Ruby uses a “do … end” construction that can be replaced with curly braces. However, the first brace must replace where the “do” would appear:

require 'sketchup.rb'
SKETCHUP_CONSOLE.show
UI.menu("Plugins").add_item("Draw stairs") {
  UI.messagebox("I'm about to draw stairs!")
}

is the same as:

require 'sketchup.rb'
SKETCHUP_CONSOLE.show
UI.menu("Plugins").add_item("Draw stairs") do
  UI.messagebox("I'm about to draw stairs!")
end
1 Like

Great,

i think i get ruby’s logic/ syntax now
thanks for the explanation jimhami42

1 Like

You might want to follow @DanRathbun’s suggested framework for an extension (or plugin). He suggests using something like:

#----------------------------------------------------------------------------------------
require 'sketchup.rb'
#----------------------------------------------------------------------------------------
module MilkSnake74
  module TestFile
# MAIN BODY -----------------------------------------------------------------------------
    class  << self
      def test_file()
        UI.messagebox("I'm about to draw stairs!") 
      end
    end
# MAIN BODY -----------------------------------------------------------------------------
    unless file_loaded?("milksnake74_testfile.rb")
      menu = UI.menu("PlugIns").add_item("Test File") { test_file() }
    file_loaded("milksnake74_testfile.rb")
    end
# MAIN BODY -----------------------------------------------------------------------------
  end
end

If you save this as a file named “milksnake74_testfile.rb” in the SketchUp “PlugIns” folder, it should appear on the “Extensions” menu when you next launch SketchUp.

For some examples, feel free to use my plugins (some do not adhere to Dan’s suggested framework and may name-collide with other plugins you have already installed).

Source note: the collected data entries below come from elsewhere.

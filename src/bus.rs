//! Nets and drive-conflict resolution.
//!
//! A net is a set of pin taps sharing one logical value. Each tap sits at a
//! bit offset inside the net so a narrow pin can join a slice of a wide bus.
//! Resolution works per bit: drivers only conflict where their slices overlap.

use serde::{Deserialize, Serialize};
use std::collections::BTreeMap;

use crate::pin::{PinValue, SignalClass};
use crate::types::{width_mask, NetId, PinId};

#[derive(Debug, Clone, Copy, PartialEq, Eq, Hash, Serialize, Deserialize)]
#[serde(rename_all = "snake_case")]
pub enum ConflictPolicy {
    /// The most recent write in tick order wins.
    LastWriter,
    /// Active drivers are OR-ed together.
    WiredOr,
    /// Disagreeing active drivers are a drive conflict.
    ErrorOnConflict,
}

/// Conflict policy of a net plus whether a conflict halts the engine.
#[derive(Debug, Clone, Copy, PartialEq, Eq, Hash, Serialize, Deserialize)]
pub struct NetPolicy {
    pub policy: ConflictPolicy,
    pub fatal: bool,
}

impl NetPolicy {
    pub fn last_writer() -> Self {
        NetPolicy {
            policy: ConflictPolicy::LastWriter,
            fatal: false,
        }
    }

    pub fn wired_or() -> Self {
        NetPolicy {
            policy: ConflictPolicy::WiredOr,
            fatal: false,
        }
    }

    /// Error-on-conflict, fatal unless downgraded with [`NetPolicy::as_warning`].
    pub fn error_on_conflict() -> Self {
        NetPolicy {
            policy: ConflictPolicy::ErrorOnConflict,
            fatal: true,
        }
    }

    pub fn as_warning(mut self) -> Self {
        self.fatal = false;
        self
    }

    /// Default policy for a net created by a pin of the given class.
    pub fn for_class(class: SignalClass) -> Self {
        match class {
            SignalClass::Power | SignalClass::Ground | SignalClass::Clock => {
                NetPolicy::error_on_conflict()
            }
            SignalClass::Data | SignalClass::Address => NetPolicy::error_on_conflict().as_warning(),
            SignalClass::Control => NetPolicy::wired_or(),
            SignalClass::Analog | SignalClass::Wire => NetPolicy::last_writer(),
        }
    }
}

/// An active driver as seen by the resolver: its value already sits at
/// `offset` bits inside the net.
#[derive(Debug, Clone, Copy, PartialEq, Eq)]
pub struct Driver {
    pub pin: PinId,
    pub offset: u8,
    pub width: u8,
    pub value: u64,
    pub seq: u64,
}

impl Driver {
    fn mask(&self) -> u64 {
        width_mask(self.width) << self.offset
    }

    fn placed(&self) -> u64 {
        ((self.value & width_mask(self.width)) << self.offset) & self.mask()
    }
}

#[derive(Debug, Clone, PartialEq, Eq)]
pub enum Resolution {
    Resolved(PinValue),
    /// Drivers disagreed. `fallback` is the last-writer value, used when the
    /// conflict is only a warning.
    Conflict {
        pins: Vec<PinId>,
        fallback: PinValue,
    },
}

/// Resolve the value of a `width`-bit net from its active drivers.
pub fn resolve_drivers(width: u8, policy: ConflictPolicy, drivers: &[Driver]) -> Resolution {
    if drivers.is_empty() {
        return Resolution::Resolved(PinValue::HighZ);
    }

    let mut ordered: Vec<&Driver> = drivers.iter().collect();
    ordered.sort_by_key(|d| (d.seq, d.pin));

    let net_mask = width_mask(width);
    let last_writer = ordered
        .iter()
        .fold(0u64, |acc, d| (acc & !d.mask()) | d.placed());
    let wired_or = ordered.iter().fold(0u64, |acc, d| acc | d.placed());

    match policy {
        ConflictPolicy::LastWriter => Resolution::Resolved(PinValue::Driven(last_writer & net_mask)),
        ConflictPolicy::WiredOr => Resolution::Resolved(PinValue::Driven(wired_or & net_mask)),
        ConflictPolicy::ErrorOnConflict => {
            let mut offenders = Vec::new();
            for (i, a) in ordered.iter().enumerate() {
                for b in &ordered[i + 1..] {
                    let overlap = a.mask() & b.mask();
                    if (a.placed() ^ b.placed()) & overlap != 0 {
                        offenders.push(a.pin);
                        offenders.push(b.pin);
                    }
                }
            }

            if offenders.is_empty() {
                Resolution::Resolved(PinValue::Driven(wired_or & net_mask))
            } else {
                offenders.sort();
                offenders.dedup();
                Resolution::Conflict {
                    pins: offenders,
                    fallback: PinValue::Driven(last_writer & net_mask),
                }
            }
        }
    }
}

/// A set of pins joined into one logical signal.
#[derive(Debug, Clone, PartialEq, Eq)]
pub struct Net {
    pub id: NetId,
    pub width: u8,
    pub policy: NetPolicy,
    pub class: SignalClass,
    pub(crate) taps: BTreeMap<PinId, u8>,
    pub(crate) value: PinValue,
}

impl Net {
    pub(crate) fn new(id: NetId, width: u8, policy: NetPolicy, class: SignalClass) -> Self {
        Net {
            id,
            width,
            policy,
            class,
            taps: BTreeMap::new(),
            value: PinValue::HighZ,
        }
    }

    /// Participant pins in id order.
    pub fn pins(&self) -> impl Iterator<Item = PinId> + '_ {
        self.taps.keys().copied()
    }

    pub fn offset_of(&self, pin: PinId) -> Option<u8> {
        self.taps.get(&pin).copied()
    }

    pub fn contains(&self, pin: PinId) -> bool {
        self.taps.contains_key(&pin)
    }

    pub fn len(&self) -> usize {
        self.taps.len()
    }

    pub fn is_empty(&self) -> bool {
        self.taps.is_empty()
    }

    /// Last committed resolved value.
    pub fn value(&self) -> PinValue {
        self.value
    }

    /// The slice of the committed value visible to a tap.
    pub fn value_at(&self, offset: u8, width: u8) -> PinValue {
        slice_value(self.value, offset, width)
    }
}

pub(crate) fn slice_value(value: PinValue, offset: u8, width: u8) -> PinValue {
    match value {
        PinValue::Driven(v) => {
            let shifted = if offset >= 64 { 0 } else { v >> offset };
            PinValue::Driven(shifted & width_mask(width))
        }
        PinValue::HighZ => PinValue::HighZ,
    }
}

Here’s to happy coding :slight_smile:

1 Like

Thats indeed way cleaner!
Thanks for the tip!

You need to understand that the code block (wrapped by either {} or doend,) is itself an object, that is an argument to the add_item() method, so must be part of the same statement.

See this list: Ruby Learning Resources [WikiLists]

You need to learn basic Ruby before learning how the SketchUp API extends Ruby to make plugins.